Also, following Jeremy’s request at the end of the lesson 1, I went to the first kaggle competition I could find and tried to prepare the data in order to run Random forest on it, but I’m facing a big issue:
While the video describes a dataset where each row has its own target value, the dataset I’m playing with has several rows per user, and the target to estimate is the log of the sum of a column for all rows grouped by user.

Now, to continue, I can only think of 2 options:

  • recreate a new dataset with only one row per user, data being merged/averaged/etc (feels like we’ll lose information this way)
  • create a new column logTotalRevenue on each row, containing the correct target value (I can have this done although it’s an extremely slow function). But it feels like random forest cannot work this way.

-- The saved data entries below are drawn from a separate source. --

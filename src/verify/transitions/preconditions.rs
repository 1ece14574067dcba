//! Checks a unit must pass before it may enter certain states.

use crate::artifacts::SpecArtifacts;
use crate::errors::{Result, WorkflowError};
use crate::models::{Document, WorkStatus, WorkUnit};

use super::warnings::Warning;

/// Forward moves are refused while feature templates are unfilled.
pub(super) fn check_placeholders(unit: &WorkUnit, artifacts: &dyn SpecArtifacts) -> Result<()> {
    let markers = artifacts.unresolved_placeholders(unit)?;
    if markers.is_empty() {
        Ok(())
    } else {
        Err(WorkflowError::UnresolvedPlaceholder {
            id: unit.id.clone(),
            markers,
        })
    }
}

/// Gate for entering `testing`.
///
/// Fatal: unanswered questions, and no tagged scenario for a leaf unit.
/// Parent units are exempt from the scenario check since their children
/// carry the scenarios.
pub(super) fn check_testing_entry(
    doc: &Document,
    unit: &WorkUnit,
    artifacts: &dyn SpecArtifacts,
) -> Result<Vec<Warning>> {
    let unanswered = unit.unanswered_questions();
    if !unanswered.is_empty() {
        return Err(WorkflowError::UnansweredQuestions {
            id: unit.id.clone(),
            questions: unanswered,
        });
    }

    if unit.children.is_empty() && !artifacts.has_tagged_scenario(&unit.id)? {
        return Err(WorkflowError::NoScenarios {
            id: unit.id.clone(),
        });
    }

    let mut warnings = Vec::new();
    if !unit.has_examples() {
        warnings.push(Warning::NoExamples);
    }
    if unit.estimate.is_none() {
        warnings.push(Warning::NoEstimate);
    }

    let pending: Vec<String> = unit
        .depends_on
        .iter()
        .filter(|dep| {
            doc.work_units
                .get(dep.as_str())
                .is_none_or(|d| d.status != WorkStatus::Done)
        })
        .cloned()
        .collect();
    if !pending.is_empty() {
        warnings.push(Warning::IncompleteDependencies { ids: pending });
    }

    Ok(warnings)
}

/// Gate for entering `done`.
///
/// Fatal: any child not done, and any linked feature whose coverage file
/// lists a scenario without a test mapping. A missing coverage file or no
/// linked feature at all only warns.
pub(super) fn check_done_entry(
    doc: &Document,
    unit: &WorkUnit,
    artifacts: &dyn SpecArtifacts,
) -> Result<Vec<Warning>> {
    let incomplete: Vec<String> = unit
        .children
        .iter()
        .filter(|child| {
            doc.work_units
                .get(child.as_str())
                .is_none_or(|c| c.status != WorkStatus::Done)
        })
        .cloned()
        .collect();
    if !incomplete.is_empty() {
        return Err(WorkflowError::IncompleteChildren {
            id: unit.id.clone(),
            children: incomplete,
        });
    }

    if unit.linked_features.is_empty() {
        return Ok(vec![Warning::NoLinkedFeatures]);
    }

    let mut warnings = Vec::new();
    for feature in &unit.linked_features {
        match artifacts.coverage(feature)? {
            None => warnings.push(Warning::MissingCoverage {
                feature: feature.clone(),
            }),
            Some(coverage) => {
                let uncovered = coverage.uncovered();
                if !uncovered.is_empty() {
                    return Err(WorkflowError::IncompleteCoverage {
                        id: unit.id.clone(),
                        feature: feature.clone(),
                        scenarios: uncovered,
                    });
                }
            }
        }
    }

    Ok(warnings)
}
use crate::models::WorkStatus;

/// Non-fatal findings returned alongside a successful transition.
#[derive(Debug, Clone, PartialEq, Eq)]
pub enum Warning {
    NoEstimate,
    NoExamples,
    /// Soft `dependsOn` prerequisites that are not done yet.
    IncompleteDependencies { ids: Vec<String> },
    /// A linked feature has no coverage artifact to check.
    MissingCoverage { feature: String },
    NoLinkedFeatures,
}

impl std::fmt::Display for Warning {
    fn fmt(&self, f: &mut std::fmt::Formatter<'_>) -> std::fmt::Result {
        match self {
            Warning::NoEstimate => write!(f, "no estimate assigned"),
            Warning::NoExamples => write!(f, "no examples captured during discovery"),
            Warning::IncompleteDependencies { ids } => {
                write!(f, "soft dependencies not done yet: {}", ids.join(", "))
            }
            Warning::MissingCoverage { feature } => {
                write!(f, "no coverage file for feature '{feature}'; coverage not verified")
            }
            Warning::NoLinkedFeatures => {
                write!(f, "no linked feature files; coverage not verified")
            }
        }
    }
}

/// Result of a committed transition.
#[derive(Debug, Clone, PartialEq, Eq)]
pub struct TransitionOutcome {
    pub id: String,
    pub from: WorkStatus,
    pub to: WorkStatus,
    pub warnings: Vec<Warning>,
}

impl TransitionOutcome {
    pub fn is_noop(&self) -> bool {
        self.from == self.to
    }
}
use crate::errors::{Result, WorkflowError};

use super::types::WorkStatus;

impl WorkStatus {
    /// Check if the transition table allows moving from the current status to
    /// `new_status`.
    ///
    /// Valid transitions:
    /// - `Backlog` -> `Specifying` | `Blocked`
    /// - `Specifying` -> `Testing` | `Blocked`
    /// - `Testing` -> `Implementing` | `Blocked`
    /// - `Implementing` -> `Validating` | `Blocked`
    /// - `Validating` -> `Done` | `Implementing` | `Specifying` | `Blocked`
    /// - `Done` -> `Specifying` | `Testing` | `Implementing` | `Validating` | `Blocked`
    /// - `Blocked` -> `Backlog` | `Specifying` | `Testing` | `Implementing` | `Validating`
    ///
    /// The table alone does not decide legality: [`WorkStatus::try_transition`]
    /// also refuses re-entering `Backlog`.
    pub fn can_transition_to(&self, new_status: &WorkStatus) -> bool {
        // Same status is always valid (no-op)
        if self == new_status {
            return true;
        }

        self.valid_transitions().contains(new_status)
    }

    /// Returns the list of statuses this status can transition to.
    pub fn valid_transitions(&self) -> Vec<WorkStatus> {
        match self {
            WorkStatus::Backlog => vec![WorkStatus::Specifying, WorkStatus::Blocked],
            WorkStatus::Specifying => vec![WorkStatus::Testing, WorkStatus::Blocked],
            WorkStatus::Testing => vec![WorkStatus::Implementing, WorkStatus::Blocked],
            WorkStatus::Implementing => vec![WorkStatus::Validating, WorkStatus::Blocked],
            WorkStatus::Validating => vec![
                WorkStatus::Done,
                WorkStatus::Implementing,
                WorkStatus::Specifying,
                WorkStatus::Blocked,
            ],
            WorkStatus::Done => vec![
                WorkStatus::Specifying,
                WorkStatus::Testing,
                WorkStatus::Implementing,
                WorkStatus::Validating,
                WorkStatus::Blocked,
            ],
            WorkStatus::Blocked => vec![
                WorkStatus::Backlog,
                WorkStatus::Specifying,
                WorkStatus::Testing,
                WorkStatus::Implementing,
                WorkStatus::Validating,
            ],
        }
    }

    /// Attempt to transition unit `id` to `new_status`.
    ///
    /// # Returns
    /// `Ok(new_status)` if the transition is legal, otherwise
    /// `BacklogReentry` or `InvalidTransition` (with a hint for skipped steps).
    pub fn try_transition(&self, id: &str, new_status: WorkStatus) -> Result<WorkStatus> {
        if *self == new_status {
            return Ok(new_status);
        }

        if new_status == WorkStatus::Backlog {
            return Err(WorkflowError::BacklogReentry { id: id.to_string() });
        }

        if self.can_transition_to(&new_status) {
            Ok(new_status)
        } else {
            Err(WorkflowError::InvalidTransition {
                id: id.to_string(),
                from: *self,
                to: new_status,
                hint: self.skipped_step(&new_status).map(|step| {
                    format!("must move to {step} first; {self} -> {step} -> {new_status}")
                }),
            })
        }
    }

    /// The intermediate status a common illegal jump skipped over.
    pub fn skipped_step(&self, new_status: &WorkStatus) -> Option<WorkStatus> {
        match (self, new_status) {
            (WorkStatus::Backlog, WorkStatus::Testing) => Some(WorkStatus::Specifying),
            (WorkStatus::Specifying, WorkStatus::Implementing) => Some(WorkStatus::Testing),
            _ => None,
        }
    }

    /// Position in the delivery order; `None` for `Blocked`, which sits outside it.
    pub fn workflow_rank(&self) -> Option<u8> {
        match self {
            WorkStatus::Backlog => Some(0),
            WorkStatus::Specifying => Some(1),
            WorkStatus::Testing => Some(2),
            WorkStatus::Implementing => Some(3),
            WorkStatus::Validating => Some(4),
            WorkStatus::Done => Some(5),
            WorkStatus::Blocked => None,
        }
    }

    /// Whether moving to `new_status` advances the unit through the workflow.
    ///
    /// Entering `Blocked` is never forward; leaving it always is.
    pub fn is_forward_to(&self, new_status: &WorkStatus) -> bool {
        match (self.workflow_rank(), new_status.workflow_rank()) {
            (_, None) => false,
            (None, Some(_)) => true,
            (Some(from), Some(to)) => to > from,
        }
    }
}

Can someone give me some pointers on the proper way to apply random forests on this competition ?

What do you mean by results from whole set? If you try scoring the whole set you will have only 1 RMSE and score value.

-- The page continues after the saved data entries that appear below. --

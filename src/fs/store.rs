//! Load and save the work-unit document.
//!
//! Saves are atomic: the document is written to a temporary file in the same
//! directory and renamed over the target, so lock-free readers observe either
//! the previous or the new document and never a partial write.

use std::fs;
use std::io::{BufWriter, Write};
use std::path::Path;

use tempfile::NamedTempFile;

use crate::errors::{Result, WorkflowError};
use crate::models::Document;

/// Read the document at `path`, materializing an empty one if it is absent.
///
/// Takes no lock. Callers that only display data use this directly; a
/// concurrent writer may commit right after the read.
pub fn read_document(path: &Path) -> Result<Document> {
    let content = match fs::read_to_string(path) {
        Ok(content) => content,
        Err(err) if err.kind() == std::io::ErrorKind::NotFound => {
            tracing::debug!(document = %path.display(), "no work-unit document yet, using default");
            return Ok(Document::default());
        }
        Err(err) => return Err(WorkflowError::io(path, err)),
    };

    if content.trim().is_empty() {
        return Ok(Document::default());
    }

    serde_json::from_str(&content).map_err(|source| WorkflowError::Parse {
        path: path.to_path_buf(),
        source,
    })
}

/// Atomically replace the document at `path`.
pub fn write_document(path: &Path, document: &Document) -> Result<()> {
    let dir = path
        .parent()
        .filter(|p| !p.as_os_str().is_empty())
        .unwrap_or_else(|| Path::new("."));
    fs::create_dir_all(dir).map_err(|e| WorkflowError::io(dir, e))?;

    let mut content = serde_json::to_string_pretty(document).map_err(WorkflowError::Serialize)?;
    content.push('\n');

    let temp = NamedTempFile::new_in(dir).map_err(|e| WorkflowError::io(dir, e))?;
    {
        let mut writer = BufWriter::new(temp.as_file());
        writer
            .write_all(content.as_bytes())
            .and_then(|_| writer.flush())
            .map_err(|e| WorkflowError::io(temp.path(), e))?;
    }
    temp.as_file()
        .sync_all()
        .map_err(|e| WorkflowError::io(temp.path(), e))?;
    temp.persist(path)
        .map_err(|e| WorkflowError::io(path, e.error))?;

    tracing::debug!(document = %path.display(), bytes = content.len(), "wrote work-unit document");
    Ok(())
}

When you have two values that means there are two data sets - train and validation.

Without the code it is difficult to know what you did but if you are running jeremy’s code as-is then the second result happens after you sample the data. Jeremy had taken out 30k for faster processing.

Knowing how to clean/create your datasets for optimum models is one of the things we need to learn by doing multiple competitions. Jeremy covers some of these things in lesson 2 and 3.

But, if you really want to start on this competition you might want to think over why Jeremy had taken log of sale price in his example? My take is - It really simplified the explanation and the python notebook.

In reality, the log price is required only when we need to calculate RMSLE of our validation set. So instead of using the RMSE function:

def rmse(x,y): return math.sqrt(((x-y)**2).mean())

where x and y are log prices.

You can actually do:

def rmsle(x,y): return math.sqrt(((np.log1p(x)-np.log1p(y))**2).mean())

where x and y are normal (no log) prices.

Similarly in the Google competition you need log of user transaction but only during validation. So, run your rf as-is without logs. And when you need to check your predictions compare the log (sum of user transactions) in test and validation sets.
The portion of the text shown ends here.